* **Given records**:
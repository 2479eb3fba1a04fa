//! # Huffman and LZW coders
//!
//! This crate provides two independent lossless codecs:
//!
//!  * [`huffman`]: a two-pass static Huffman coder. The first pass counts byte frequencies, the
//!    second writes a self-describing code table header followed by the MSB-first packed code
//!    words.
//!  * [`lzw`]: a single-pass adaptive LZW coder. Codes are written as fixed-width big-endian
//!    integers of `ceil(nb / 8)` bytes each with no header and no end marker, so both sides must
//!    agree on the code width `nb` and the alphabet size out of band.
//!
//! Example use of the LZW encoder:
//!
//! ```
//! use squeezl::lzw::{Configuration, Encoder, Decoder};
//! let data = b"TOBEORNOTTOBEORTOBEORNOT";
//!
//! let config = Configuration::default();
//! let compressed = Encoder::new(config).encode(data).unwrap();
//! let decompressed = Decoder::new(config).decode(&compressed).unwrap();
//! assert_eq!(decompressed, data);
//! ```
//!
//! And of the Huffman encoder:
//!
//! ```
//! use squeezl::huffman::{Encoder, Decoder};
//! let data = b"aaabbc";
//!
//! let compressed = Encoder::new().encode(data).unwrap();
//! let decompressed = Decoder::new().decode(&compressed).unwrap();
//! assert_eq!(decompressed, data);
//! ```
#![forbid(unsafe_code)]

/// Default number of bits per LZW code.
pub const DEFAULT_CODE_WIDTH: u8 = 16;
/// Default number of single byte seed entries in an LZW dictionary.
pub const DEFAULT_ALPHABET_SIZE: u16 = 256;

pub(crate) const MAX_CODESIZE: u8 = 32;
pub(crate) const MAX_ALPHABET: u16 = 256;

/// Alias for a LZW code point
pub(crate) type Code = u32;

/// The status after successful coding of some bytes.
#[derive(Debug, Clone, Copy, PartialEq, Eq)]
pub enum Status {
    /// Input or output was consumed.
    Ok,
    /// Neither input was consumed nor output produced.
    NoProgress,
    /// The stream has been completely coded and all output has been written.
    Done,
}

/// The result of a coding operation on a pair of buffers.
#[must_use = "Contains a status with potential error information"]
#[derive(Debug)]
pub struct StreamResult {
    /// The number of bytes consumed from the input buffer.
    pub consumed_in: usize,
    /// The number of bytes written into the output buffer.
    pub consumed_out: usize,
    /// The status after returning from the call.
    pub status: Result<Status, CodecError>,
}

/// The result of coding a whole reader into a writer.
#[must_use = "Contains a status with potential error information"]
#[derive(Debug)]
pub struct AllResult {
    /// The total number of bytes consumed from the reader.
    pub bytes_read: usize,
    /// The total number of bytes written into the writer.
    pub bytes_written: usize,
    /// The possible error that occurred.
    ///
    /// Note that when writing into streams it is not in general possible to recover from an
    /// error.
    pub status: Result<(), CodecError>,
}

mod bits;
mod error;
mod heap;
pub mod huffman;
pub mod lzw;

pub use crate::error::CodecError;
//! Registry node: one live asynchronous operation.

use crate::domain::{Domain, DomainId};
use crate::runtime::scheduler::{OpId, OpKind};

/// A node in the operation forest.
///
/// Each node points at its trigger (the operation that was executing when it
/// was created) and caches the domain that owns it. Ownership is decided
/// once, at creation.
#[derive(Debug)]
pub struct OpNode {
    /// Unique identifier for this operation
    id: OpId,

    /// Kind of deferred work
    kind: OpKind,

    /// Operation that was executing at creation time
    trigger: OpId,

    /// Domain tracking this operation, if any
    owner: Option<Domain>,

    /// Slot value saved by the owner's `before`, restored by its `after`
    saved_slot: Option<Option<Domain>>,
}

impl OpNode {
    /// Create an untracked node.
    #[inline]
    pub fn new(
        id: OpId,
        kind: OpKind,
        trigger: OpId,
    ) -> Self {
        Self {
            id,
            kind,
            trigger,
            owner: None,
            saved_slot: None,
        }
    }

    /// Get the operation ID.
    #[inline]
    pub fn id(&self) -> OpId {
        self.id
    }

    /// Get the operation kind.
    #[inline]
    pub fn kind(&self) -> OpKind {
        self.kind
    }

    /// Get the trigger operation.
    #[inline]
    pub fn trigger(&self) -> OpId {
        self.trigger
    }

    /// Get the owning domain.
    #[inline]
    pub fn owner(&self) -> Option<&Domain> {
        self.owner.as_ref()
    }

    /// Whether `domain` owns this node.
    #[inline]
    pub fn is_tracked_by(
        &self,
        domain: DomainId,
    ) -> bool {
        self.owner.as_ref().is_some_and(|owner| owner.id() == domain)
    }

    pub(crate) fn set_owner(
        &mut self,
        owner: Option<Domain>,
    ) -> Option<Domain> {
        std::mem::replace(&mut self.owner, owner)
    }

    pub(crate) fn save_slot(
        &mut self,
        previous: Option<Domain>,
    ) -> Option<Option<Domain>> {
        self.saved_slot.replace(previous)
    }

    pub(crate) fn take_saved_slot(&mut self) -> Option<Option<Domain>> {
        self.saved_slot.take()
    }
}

* **Exercise requirements**:
All lines holding the word "from" must be found in the listing and copied.

* **Response**:
    /// The number of bytes consumed from the input buffer.
    /// The status after returning from the call.
    /// The total number of bytes consumed from the reader.
    /// Note that when writing into streams it is not in general possible to recover from an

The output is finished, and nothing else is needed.